All missions have their own emergency plans, of course, that deal with how they would respond to different forms of emergency situations in country. There are all the ones you enumerated.
There is an emergency coordinator at each mission. Those plans are developed and exercised in coordination with headquarters, where we have a 24-7 emergency watch and response centre that works with an incident command structure that can be stood up and exponentially increased through bringing in call centre staff—several hundred, for example, in the case of hurricanes—with rotating 24-hour service.
In each country, each mission's jurisdiction has a plan in place to cover the kinds of emergencies that are most likely to occur, and they differ from country to country. In some places it's seismic risks from earthquakes. In other places it's civil unrest, and in other places it might be another form of natural disaster. Those plans are exercised, and we have a really rigorous lessons-learned process from past events.

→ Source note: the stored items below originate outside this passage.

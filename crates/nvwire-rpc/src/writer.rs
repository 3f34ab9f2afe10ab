use std::io::{ErrorKind, Write};

use bytes::BytesMut;
use nvwire_ext::ExtModule;

use crate::config::DEFAULT_MAX_MESSAGE;
use crate::error::{Result, RpcError};
use crate::message::{encode_message, Message};

const INITIAL_BUFFER_CAPACITY: usize = 8 * 1024;

/// Writes complete msgpack-RPC messages to any `Write` stream.
pub struct MessageWriter<T> {
    inner: T,
    buf: BytesMut,
    max_message_size: usize,
}

impl<T: Write> MessageWriter<T> {
    pub fn new(inner: T) -> Self {
        Self::with_max_message_size(inner, DEFAULT_MAX_MESSAGE)
    }

    pub fn with_max_message_size(inner: T, max_message_size: usize) -> Self {
        Self {
            inner,
            buf: BytesMut::with_capacity(INITIAL_BUFFER_CAPACITY),
            max_message_size,
        }
    }

    /// Encode and send one message (blocking), then flush.
    ///
    /// Nothing reaches the stream if encoding fails.
    pub fn write_message(&mut self, message: &Message, module: &ExtModule) -> Result<()> {
        self.buf.clear();
        encode_message(message, module, self.max_message_size, &mut self.buf)?;

        let mut offset = 0usize;
        while offset < self.buf.len() {
            match self.inner.write(&self.buf[offset..]) {
                Ok(0) => return Err(RpcError::ConnectionClosed),
                Ok(n) => offset += n,
                Err(err) if err.kind() == ErrorKind::Interrupted => continue,
                Err(err) => return Err(RpcError::Io(err)),
            }
        }

        self.flush()
    }

    /// Flush the underlying stream.
    pub fn flush(&mut self) -> Result<()> {
        loop {
            match self.inner.flush() {
                Ok(()) => return Ok(()),
                Err(err) if err.kind() == ErrorKind::Interrupted => continue,
                Err(err) => return Err(RpcError::Io(err)),
            }
        }
    }

    pub fn get_ref(&self) -> &T {
        &self.inner
    }

    pub fn get_mut(&mut self) -> &mut T {
        &mut self.inner
    }

    pub fn into_inner(self) -> T {
        self.inner
    }
}
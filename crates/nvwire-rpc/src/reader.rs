use std::io::{ErrorKind, Read};

use bytes::BytesMut;
use nvwire_ext::ExtModule;

use crate::config::DEFAULT_MAX_MESSAGE;
use crate::error::{Result, RpcError};
use crate::message::{decode_message, Message};

const INITIAL_BUFFER_CAPACITY: usize = 8 * 1024;
const READ_CHUNK_SIZE: usize = 8 * 1024;

/// Reads complete msgpack-RPC messages from any `Read` stream.
///
/// msgpack values are self-delimiting, so messages are cut from the byte
/// stream by decoding; partial reads are buffered until a value completes.
pub struct MessageReader<T> {
    inner: T,
    buf: BytesMut,
    max_message_size: usize,
}

impl<T: Read> MessageReader<T> {
    /// Create a reader with the default message size limit.
    pub fn new(inner: T) -> Self {
        Self::with_max_message_size(inner, DEFAULT_MAX_MESSAGE)
    }

    /// Create a reader with an explicit message size limit.
    pub fn with_max_message_size(inner: T, max_message_size: usize) -> Self {
        Self {
            inner,
            buf: BytesMut::with_capacity(INITIAL_BUFFER_CAPACITY),
            max_message_size,
        }
    }

    /// Read the next complete message (blocking).
    ///
    /// Handles in the message are bound to `module`'s channel. Returns
    /// `Err(RpcError::ConnectionClosed)` when EOF is reached.
    pub fn read_message(&mut self, module: &ExtModule) -> Result<Message> {
        loop {
            if let Some(message) = decode_message(&mut self.buf, module, self.max_message_size)? {
                return Ok(message);
            }

            let mut chunk = [0u8; READ_CHUNK_SIZE];
            let read = match self.inner.read(&mut chunk) {
                Ok(n) => n,
                Err(err) if err.kind() == ErrorKind::Interrupted => continue,
                Err(err) => return Err(RpcError::Io(err)),
            };

            if read == 0 {
                return Err(RpcError::ConnectionClosed);
            }

            self.buf.extend_from_slice(&chunk[..read]);
        }
    }

    /// Bytes received but not yet decoded.
    pub fn buffered(&self) -> usize {
        self.buf.len()
    }

    pub fn get_ref(&self) -> &T {
        &self.inner
    }

    pub fn get_mut(&mut self) -> &mut T {
        &mut self.inner
    }

    pub fn into_inner(self) -> T {
        self.inner
    }
}

#[cfg(test)]
mod tests {
    use std::io::Cursor;

    use nvwire_ext::{Buffer, RecordingChannel, Value};

    use super::*;
    use crate::message::encode_message;

    fn module() -> ExtModule {
        ExtModule::new(RecordingChannel::shared())
    }

    fn wire(messages: &[Message], module: &ExtModule) -> Vec<u8> {
        let mut buf = BytesMut::new();
        for message in messages {
            encode_message(message, module, DEFAULT_MAX_MESSAGE, &mut buf).unwrap();
        }
        buf.to_vec()
    }

    fn notification(method: &str) -> Message {
        Message::Notification {
            method: method.to_string(),
            params: vec![Value::from(1)],
        }
    }

    #[test]
    fn read_multiple_messages() {
        let module = module();
        let bytes = wire(&[notification("one"), notification("two")], &module);

        let mut reader = MessageReader::new(Cursor::new(bytes));
        assert_eq!(reader.read_message(&module).unwrap(), notification("one"));
        assert_eq!(reader.read_message(&module).unwrap(), notification("two"));
        assert_eq!(reader.buffered(), 0);
    }

    #[test]
    fn partial_read_handling() {
        let module = module();
        let response = Message::Response {
            id: 9,
            error: Value::Nil,
            result: Value::from(Buffer::new(module.channel().clone(), 300)),
        };
        let bytes = wire(std::slice::from_ref(&response), &module);

        let mut reader = MessageReader::new(ByteByByteReader { bytes, pos: 0 });
        assert_eq!(reader.read_message(&module).unwrap(), response);
    }

    #[test]
    fn connection_closed_cleanly() {
        let mut reader = MessageReader::new(Cursor::new(Vec::<u8>::new()));
        let err = reader.read_message(&module()).unwrap_err();
        assert!(matches!(err, RpcError::ConnectionClosed));
    }

    #[test]
    fn connection_closed_mid_message() {
        let module = module();
        let mut bytes = wire(&[notification("nvim_buf_changedtick_event")], &module);
        bytes.truncate(bytes.len() - 3);

        let mut reader = MessageReader::new(Cursor::new(bytes));
        let err = reader.read_message(&module).unwrap_err();
        assert!(matches!(err, RpcError::ConnectionClosed));
    }

    #[test]
    fn interrupted_read_retries() {
        let module = module();
        let bytes = wire(&[notification("redraw")], &module);
        let mut reader = MessageReader::new(InterruptedOnce {
            interrupted: false,
            inner: Cursor::new(bytes),
        });
        assert_eq!(reader.read_message(&module).unwrap(), notification("redraw"));
    }

    #[test]
    fn would_block_propagates_io_error() {
        let mut reader = MessageReader::new(WouldBlock);
        let err = reader.read_message(&module()).unwrap_err();
        assert!(matches!(err, RpcError::Io(e) if e.kind() == ErrorKind::WouldBlock));
    }

    struct ByteByByteReader {
        bytes: Vec<u8>,
        pos: usize,
    }

    impl Read for ByteByByteReader {
        fn read(&mut self, buf: &mut [u8]) -> std::io::Result<usize> {
            if self.pos >= self.bytes.len() || buf.is_empty() {
                return Ok(0);
            }
            buf[0] = self.bytes[self.pos];
            self.pos += 1;
            Ok(1)
        }
    }

    struct InterruptedOnce {
        interrupted: bool,
        inner: Cursor<Vec<u8>>,
    }

    impl Read for InterruptedOnce {
        fn read(&mut self, buf: &mut [u8]) -> std::io::Result<usize> {
            if !self.interrupted {
                self.interrupted = true;
                return Err(std::io::Error::from(ErrorKind::Interrupted));
            }
            self.inner.read(buf)
        }
    }

    struct WouldBlock;

    impl Read for WouldBlock {
        fn read(&mut self, _buf: &mut [u8]) -> std::io::Result<usize> {
            Err(std::io::Error::from(ErrorKind::WouldBlock))
        }
    }
}
mod cmd;
mod exit;
mod logging;
mod output;

use clap::Parser;

use crate::cmd::Command;
use crate::logging::{init_logging, LogFormat, LogLevel};
use crate::output::OutputFormat;

#[derive(Parser, Debug)]
#[command(name = "nvwire", version, about = "Neovim msgpack handle diagnostics")]
struct Cli {
    /// Output format.
    #[arg(long, value_name = "FORMAT", global = true)]
    format: Option<OutputFormat>,

    /// Log output format (stderr).
    #[arg(long, value_name = "FORMAT", default_value = "text", global = true)]
    log_format: LogFormat,

    /// Minimum log level (stderr).
    #[arg(long, value_name = "LEVEL", default_value = "warn", global = true)]
    log_level: LogLevel,

    #[command(subcommand)]
    command: Command,
}

fn main() {
    let cli = Cli::parse();
    init_logging(cli.log_format, cli.log_level);

    let format = cli.format.unwrap_or_else(OutputFormat::default_for_stdout);
    match cmd::run(cli.command, format) {
        Ok(code) => std::process::exit(code),
        Err(err) => {
            eprintln!("error: {err}");
            std::process::exit(err.code);
        }
    }
}
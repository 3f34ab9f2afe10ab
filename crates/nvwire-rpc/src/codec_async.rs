use bytes::BytesMut;
use nvwire_ext::ExtModule;
use tokio_util::codec::{Decoder, Encoder};

use crate::config::DEFAULT_MAX_MESSAGE;
use crate::error::RpcError;
use crate::message::{decode_message, encode_message, Message};

/// `tokio_util` codec for msgpack-RPC messages.
///
/// Decoded handles are bound to the module's channel.
#[derive(Debug, Clone)]
pub struct RpcCodec {
    module: ExtModule,
    max_message_size: usize,
}

impl RpcCodec {
    pub fn new(module: ExtModule) -> Self {
        Self::with_max_message_size(module, DEFAULT_MAX_MESSAGE)
    }

    pub fn with_max_message_size(module: ExtModule, max_message_size: usize) -> Self {
        Self {
            module,
            max_message_size,
        }
    }

    pub fn module(&self) -> &ExtModule {
        &self.module
    }
}

impl Decoder for RpcCodec {
    type Item = Message;
    type Error = RpcError;

    fn decode(&mut self, src: &mut BytesMut) -> Result<Option<Self::Item>, Self::Error> {
        decode_message(src, &self.module, self.max_message_size)
    }

    fn decode_eof(&mut self, src: &mut BytesMut) -> Result<Option<Self::Item>, Self::Error> {
        match self.decode(src)? {
            Some(message) => Ok(Some(message)),
            None if src.is_empty() => Ok(None),
            None => Err(RpcError::ConnectionClosed),
        }
    }
}

impl Encoder<Message> for RpcCodec {
    type Error = RpcError;

    fn encode(&mut self, item: Message, dst: &mut BytesMut) -> Result<(), Self::Error> {
        encode_message(&item, &self.module, self.max_message_size, dst)
    }
}

impl Encoder<&Message> for RpcCodec {
    type Error = RpcError;

    fn encode(&mut self, item: &Message, dst: &mut BytesMut) -> Result<(), Self::Error> {
        encode_message(item, &self.module, self.max_message_size, dst)
    }
}
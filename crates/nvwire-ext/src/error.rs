/// Errors that can occur while encoding or decoding handle-bearing values.
#[derive(Debug, thiserror::Error)]
pub enum ExtError {
    /// The extension payload is not exactly one packed integer.
    #[error("malformed payload for extension type {tag}: {reason}")]
    MalformedPayload { tag: i8, reason: String },

    /// The extension tag is not part of the handle table.
    #[error("unknown extension type {0}")]
    UnknownExtensionType(i8),

    /// A value of the wrong kind was found where a specific handle was required.
    #[error("type mismatch (expected {expected}, found {found})")]
    TypeMismatch {
        expected: &'static str,
        found: String,
    },

    /// Bytes remain after the top-level value.
    #[error("trailing data after value ({remaining} bytes)")]
    TrailingData { remaining: usize },

    /// The document exceeds the configured maximum size.
    #[error("document too large ({size} bytes, max {max})")]
    DocumentTooLarge { size: usize, max: usize },

    /// The serializer rejected the value.
    #[error("encode error: {0}")]
    Encode(#[from] rmp_serde::encode::Error),

    /// The deserializer rejected the input.
    #[error("decode error: {0}")]
    Decode(#[from] rmp_serde::decode::Error),

    /// An I/O error occurred on the underlying reader or writer.
    #[error("codec I/O error: {0}")]
    Io(#[from] std::io::Error),
}

pub type Result<T> = std::result::Result<T, ExtError>;

/// Errors surfaced by [`RpcChannel::call`](crate::channel::RpcChannel::call).
#[derive(Debug, thiserror::Error)]
pub enum CallError {
    /// The peer answered the request with an error object.
    #[error("remote error: {message}")]
    Remote { kind: Option<i64>, message: String },

    /// Arguments or result could not be (de)serialized.
    #[error("codec error: {0}")]
    Codec(#[from] ExtError),

    /// The transport failed while the call was in flight.
    #[error("transport error: {0}")]
    Transport(String),

    /// The peer is gone.
    #[error("channel disconnected")]
    Disconnected,
}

For example, we are already implementing and have implemented the lessons learned from the hurricanes, and that includes expanding the use of mobile platforms. We're seeing people branching out into new media and texting. People don't call as often. They want to communicate in other ways. That's just one example.
All the lessons from previous evacuations and responses, whether it was the Lebanon evacuation or others, get incorporated into the emergency plans, which are more finely honed each time. That discipline and emergency planning and response are very important, and we coordinate here in Ottawa with the Government Operations Centre to connect us to the broader range of services.